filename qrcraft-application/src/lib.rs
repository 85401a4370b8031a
// QRCraft Application Layer

pub mod commands;
pub mod error;
pub mod intents;
pub mod metrics;
pub mod persistence;
pub mod queries;
pub mod state;

#[cfg(test)]
pub(crate) mod test_support;

pub use error::AppError;
pub use intents::{dispatch, Intent, IntentOutcome};
pub use metrics::{Metrics, MetricsSnapshot};
pub use state::{Adapters, AppState, Session};
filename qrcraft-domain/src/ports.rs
// Repository and Service Port Traits (Interfaces)
// Define what the domain needs from infrastructure

pub mod repositories;
pub mod services;

pub use repositories::*;
pub use services::*;
use std::path::{Path, PathBuf};

use tokio::fs;
use tracing::info;

use qrcraft_application::commands::export_commands::ExportedImage;
use qrcraft_domain::ClipboardImage;

use crate::error::ConsoleError;
use crate::handlers::ConsoleSession;

pub async fn write_export(export_dir: &str, image: &ExportedImage) -> Result<PathBuf, ConsoleError> {
    let dir = Path::new(export_dir);
    fs::create_dir_all(dir)
        .await
        .map_err(|err| ConsoleError::Internal(format!("cannot create {}: {}", dir.display(), err)))?;
    let path = dir.join(&image.file_name);
    fs::write(&path, &image.bytes)
        .await
        .map_err(|err| ConsoleError::Internal(format!("cannot write {}: {}", path.display(), err)))?;
    info!("exported {} ({})", path.display(), image.mime_type);
    Ok(path)
}

/// A terminal has no image clipboard; the payload is kept on the session.
pub fn store_clipboard(session: &mut ConsoleSession, image: ClipboardImage) -> String {
    let text = format!("Copied QR code to clipboard ({}, {} bytes)", image.mime_type, image.bytes.len());
    session.clipboard = Some(image);
    text
}
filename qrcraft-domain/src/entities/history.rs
// History entity
// Recency-ordered generation records, capped at HISTORY_CAPACITY

use std::collections::HashSet;

use crate::entities::{GenerationRecord, ScanEvent};
use crate::value_objects::{ContentType, RecordId};

pub const HISTORY_CAPACITY: usize = 15;

#[derive(Debug, Clone)]
pub struct GenerationOutcome {
    pub record: GenerationRecord,
    pub is_new: bool,
    /// Records pushed past the capacity by this generation.
    pub evicted: Vec<GenerationRecord>,
}

/// Front of the list is the most recently created or touched record.
///
/// Eviction is "prepend, then keep the first `HISTORY_CAPACITY`". Because
/// every touch moves its record to the front, the record dropped from the
/// tail is always the least recently touched one.
#[derive(Debug, Clone, Default, PartialEq, Eq)]
pub struct History {
    records: Vec<GenerationRecord>,
}

impl History {
    pub fn new() -> Self {
        Self::default()
    }

    /// Builds a history from previously stored records, dropping duplicate
    /// values (first occurrence wins) and anything past the capacity.
    pub fn from_records(records: Vec<GenerationRecord>) -> Self {
        let mut seen = HashSet::new();
        let mut kept = Vec::with_capacity(records.len().min(HISTORY_CAPACITY));
        for record in records {
            if kept.len() >= HISTORY_CAPACITY {
                break;
            }
            if seen.insert(record.value().to_string()) {
                kept.push(record);
            }
        }
        Self { records: kept }
    }

    pub fn from_json(raw: &str) -> serde_json::Result<Self> {
        let records: Vec<GenerationRecord> = serde_json::from_str(raw)?;
        Ok(Self::from_records(records))
    }

    pub fn to_json(&self) -> serde_json::Result<String> {
        serde_json::to_string(&self.records)
    }

    pub fn records(&self) -> &[GenerationRecord] {
        &self.records
    }

    pub fn len(&self) -> usize {
        self.records.len()
    }

    pub fn is_empty(&self) -> bool {
        self.records.is_empty()
    }

    pub fn find_by_id(&self, id: RecordId) -> Option<&GenerationRecord> {
        self.records.iter().find(|record| record.id() == id)
    }

    pub fn find_by_value(&self, value: &str) -> Option<&GenerationRecord> {
        self.records.iter().find(|record| record.value() == value)
    }

    pub fn record_generation(
        &mut self,
        value: &str,
        content_type: ContentType,
        now: i64,
    ) -> GenerationOutcome {
        if let Some(position) = self.records.iter().position(|record| record.value() == value) {
            let mut record = self.records.remove(position);
            record.touch(now);
            self.records.insert(0, record.clone());
            return GenerationOutcome {
                record,
                is_new: false,
                evicted: Vec::new(),
            };
        }

        let record = GenerationRecord::new(value, content_type, now);
        self.records.insert(0, record.clone());
        let evicted = if self.records.len() > HISTORY_CAPACITY {
            self.records.split_off(HISTORY_CAPACITY)
        } else {
            Vec::new()
        };
        GenerationOutcome {
            record,
            is_new: true,
            evicted,
        }
    }

    /// Returns `None` when no record has this id (for example after eviction).
    pub fn append_scan_event(&mut self, id: RecordId, event: ScanEvent) -> Option<&GenerationRecord> {
        let record = self.records.iter_mut().find(|record| record.id() == id)?;
        record.record_scan(event);
        Some(record)
    }

    pub fn clear(&mut self) {
        self.records.clear();
    }
}
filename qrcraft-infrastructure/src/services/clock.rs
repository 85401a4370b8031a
use qrcraft_domain::ports::Clock;

use crate::utils::current_millis;

#[derive(Debug, Default, Clone, Copy)]
pub struct SystemClock;

impl Clock for SystemClock {
    fn now_millis(&self) -> i64 {
        current_millis()
    }
}
use qrcraft_domain::services::summarize_scans;
use qrcraft_domain::{RecordId, ScanAnalytics};

use crate::queries::history_queries;
use crate::{AppError, AppState};

pub async fn record_analytics(state: &AppState, id: RecordId) -> Result<ScanAnalytics, AppError> {
    let record = history_queries::get_record(state, id)
        .await
        .ok_or_else(|| AppError::NotFound(format!("record {}", id)))?;
    Ok(summarize_scans(&record))
}

pub async fn active_analytics(state: &AppState) -> Result<ScanAnalytics, AppError> {
    let record = history_queries::active_record(state)
        .await
        .ok_or_else(|| AppError::NotFound("no active QR code".to_string()))?;
    Ok(summarize_scans(&record))
}

#[cfg(test)]
mod tests {
    use super::*;
    use crate::commands::history_commands::generate;
    use crate::commands::scan_commands::simulate_scan;
    use crate::test_support::test_state;
    use qrcraft_domain::{ContentType, Device};

    #[tokio::test]
    async fn analytics_reflect_recorded_scans() {
        let (state, _store) = test_state().await;
        let id = generate(&state, "https://a.com", ContentType::Url)
            .await
            .expect("generate")
            .record
            .id();
        for device in [Device::Mobile, Device::Mobile, Device::Desktop, Device::Tablet] {
            simulate_scan(&state, id, Some(device)).await.expect("scan");
        }

        let analytics = active_analytics(&state).await.expect("analytics");
        assert_eq!(analytics.record_id, id);
        assert_eq!(analytics.total_scans, 4);
        assert_eq!(analytics.unique_visitors, 4);
        assert_eq!(analytics.share(Device::Mobile).map(|s| s.percent), Some(50));
        assert_eq!(analytics.recent_activity.len(), 3);
        assert_eq!(analytics.recent_activity[0].device, Device::Tablet);

        assert_eq!(record_analytics(&state, id).await.expect("by id"), analytics);
    }

    #[tokio::test]
    async fn unknown_record_has_no_analytics() {
        let (state, _store) = test_state().await;
        assert!(matches!(
            record_analytics(&state, RecordId::new()).await,
            Err(AppError::NotFound(_))
        ));
        assert!(active_analytics(&state).await.is_err());
    }
}
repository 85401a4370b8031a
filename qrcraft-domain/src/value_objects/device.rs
// Device value object

use std::fmt;
use std::str::FromStr;

use serde::{Deserialize, Serialize};
use thiserror::Error;

#[derive(Debug, Clone, Copy, PartialEq, Eq, Hash, Serialize, Deserialize)]
pub enum Device {
    Mobile,
    Desktop,
    Tablet,
}

#[derive(Debug, Error, PartialEq, Eq)]
#[error("unknown device '{0}' (expected mobile, desktop or tablet)")]
pub struct UnknownDevice(pub String);

impl Device {
    pub const ALL: [Device; 3] = [Device::Mobile, Device::Desktop, Device::Tablet];

    pub fn as_str(&self) -> &'static str {
        match self {
            Device::Mobile => "Mobile",
            Device::Desktop => "Desktop",
            Device::Tablet => "Tablet",
        }
    }
}

impl fmt::Display for Device {
    fn fmt(&self, f: &mut fmt::Formatter<'_>) -> fmt::Result {
        f.pad(self.as_str())
    }
}

impl FromStr for Device {
    type Err = UnknownDevice;

    fn from_str(s: &str) -> Result<Self, Self::Err> {
        match s.trim().to_lowercase().as_str() {
            "mobile" => Ok(Device::Mobile),
            "desktop" => Ok(Device::Desktop),
            "tablet" => Ok(Device::Tablet),
            other => Err(UnknownDevice(other.to_string())),
        }
    }
}
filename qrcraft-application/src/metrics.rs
use std::sync::atomic::{AtomicU64, Ordering};

use serde::Serialize;

/// Per-session counters.
#[derive(Debug, Default)]
pub struct Metrics {
    generations: AtomicU64,
    touches: AtomicU64,
    evictions: AtomicU64,
    scans: AtomicU64,
    ignored_scans: AtomicU64,
    validation_failures: AtomicU64,
    storage_errors: AtomicU64,
}

#[derive(Debug, Clone, Copy, PartialEq, Eq, Serialize)]
pub struct MetricsSnapshot {
    pub generations: u64,
    pub touches: u64,
    pub evictions: u64,
    pub scans: u64,
    pub ignored_scans: u64,
    pub validation_failures: u64,
    pub storage_errors: u64,
}

impl Metrics {
    pub fn record_generation(&self, is_new: bool, evicted: usize) {
        if is_new {
            self.generations.fetch_add(1, Ordering::Relaxed);
        } else {
            self.touches.fetch_add(1, Ordering::Relaxed);
        }
        self.evictions.fetch_add(evicted as u64, Ordering::Relaxed);
    }

    pub fn record_scan(&self) {
        self.scans.fetch_add(1, Ordering::Relaxed);
    }

    pub fn record_ignored_scan(&self) {
        self.ignored_scans.fetch_add(1, Ordering::Relaxed);
    }

    pub fn record_validation_failure(&self) {
        self.validation_failures.fetch_add(1, Ordering::Relaxed);
    }

    pub fn record_storage_error(&self) {
        self.storage_errors.fetch_add(1, Ordering::Relaxed);
    }

    pub fn snapshot(&self) -> MetricsSnapshot {
        MetricsSnapshot {
            generations: self.generations.load(Ordering::Relaxed),
            touches: self.touches.load(Ordering::Relaxed),
            evictions: self.evictions.load(Ordering::Relaxed),
            scans: self.scans.load(Ordering::Relaxed),
            ignored_scans: self.ignored_scans.load(Ordering::Relaxed),
            validation_failures: self.validation_failures.load(Ordering::Relaxed),
            storage_errors: self.storage_errors.load(Ordering::Relaxed),
        }
    }
}
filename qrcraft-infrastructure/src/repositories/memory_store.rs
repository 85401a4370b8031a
use std::collections::HashMap;

use anyhow::Result;
use async_trait::async_trait;
use tokio::sync::RwLock;

use qrcraft_domain::ports::KeyValueStore;

/// Process-local store; contents are gone when the process exits.
#[derive(Debug, Default)]
pub struct MemoryKeyValueStore {
    entries: RwLock<HashMap<String, String>>,
}

impl MemoryKeyValueStore {
    pub fn new() -> Self {
        Self::default()
    }
}

#[async_trait]
impl KeyValueStore for MemoryKeyValueStore {
    async fn read(&self, key: &str) -> Result<Option<String>> {
        Ok(self.entries.read().await.get(key).cloned())
    }

    async fn write(&self, key: &str, value: &str) -> Result<()> {
        self.entries
            .write()
            .await
            .insert(key.to_string(), value.to_string());
        Ok(())
    }

    async fn delete(&self, key: &str) -> Result<()> {
        self.entries.write().await.remove(key);
        Ok(())
    }
}
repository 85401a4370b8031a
// Domain value objects
pub mod content_type;
pub mod device;
pub mod error_correction;
pub mod identifiers;
pub mod theme;

pub use content_type::*;
pub use device::*;
pub use error_correction::*;
pub use identifiers::*;
pub use theme::*;
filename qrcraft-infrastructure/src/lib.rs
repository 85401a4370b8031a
pub mod config;
pub mod repositories;
pub mod services;
pub mod utils;

pub use config::*;
pub use repositories::*;
pub use services::*;
pub use utils::*;
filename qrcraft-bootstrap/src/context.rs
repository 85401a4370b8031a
use std::path::PathBuf;
use std::sync::Arc;

use anyhow::Result;
use tracing::info;

use qrcraft_application::{Adapters, AppState};
use qrcraft_domain::ports::KeyValueStore;
use qrcraft_infrastructure::{
    AppConfig, FileKeyValueStore, MemoryKeyValueStore, QrCodeRenderer, SeededRandom, SystemClock,
};

#[derive(Debug, Clone, Default)]
pub struct ContextOptions {
    /// Overrides `QRCRAFT_CONFIG`.
    pub config_path: Option<PathBuf>,
    pub ephemeral: bool,
    pub seed: Option<u64>,
}

pub struct AppContext {
    pub state: AppState,
}

impl AppContext {
    pub async fn new(options: &ContextOptions) -> Result<Self> {
        let config = match &options.config_path {
            Some(path) => AppConfig::load_from(path).await?,
            None => AppConfig::load().await?,
        };
        let runtime_config = config.to_runtime_config()?;

        let store: Arc<dyn KeyValueStore> = if options.ephemeral {
            info!("ephemeral session, nothing will be persisted");
            Arc::new(MemoryKeyValueStore::new())
        } else {
            info!("storing history in {}", runtime_config.data_dir);
            Arc::new(FileKeyValueStore::new(&runtime_config.data_dir))
        };

        let random = match options.seed {
            Some(seed) => SeededRandom::new(seed),
            None => SeededRandom::from_entropy()?,
        };

        let renderer = Arc::new(QrCodeRenderer::new());
        let adapters = Adapters {
            store,
            clock: Arc::new(SystemClock),
            encoder: renderer.clone(),
            exporter: renderer,
            random: Box::new(random),
        };
        let state = AppState::initialize(runtime_config, adapters).await;

        Ok(Self { state })
    }
}

#[cfg(test)]
mod tests {
    use super::*;
    use qrcraft_application::queries::history_queries;

    #[tokio::test]
    async fn file_backed_context_reloads_history() {
        let dir = tempfile::tempdir().expect("tempdir");
        let config_path = dir.path().join("qrcraft.toml");
        std::fs::write(&config_path, "data_dir = \"store\"\ngenerate_delay_ms = 0\n").expect("config");
        let options = ContextOptions {
            config_path: Some(config_path),
            ephemeral: false,
            seed: Some(3),
        };

        let first = AppContext::new(&options).await.expect("context");
        qrcraft_application::commands::history_commands::generate(
            &first.state,
            "https://a.com",
            qrcraft_domain::ContentType::Url,
        )
        .await
        .expect("generate");
        assert!(dir.path().join("store").join("qrcraft_history.json").exists());

        let second = AppContext::new(&options).await.expect("context");
        let history = history_queries::list_history(&second.state).await;
        assert_eq!(history.len(), 1);
        assert_eq!(history[0].value(), "https://a.com");
    }

    #[tokio::test]
    async fn ephemeral_context_writes_nothing() {
        let dir = tempfile::tempdir().expect("tempdir");
        let config_path = dir.path().join("qrcraft.toml");
        let options = ContextOptions {
            config_path: Some(config_path),
            ephemeral: true,
            seed: Some(3),
        };

        let context = AppContext::new(&options).await.expect("context");
        qrcraft_application::commands::history_commands::generate(
            &context.state,
            "hello",
            qrcraft_domain::ContentType::Text,
        )
        .await
        .expect("generate");
        assert!(!dir.path().join("data").exists());
    }
}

Task details
Could you state how many lines in the entries contain the word "NotFound"? Reply with nothing but the number.

Result below
3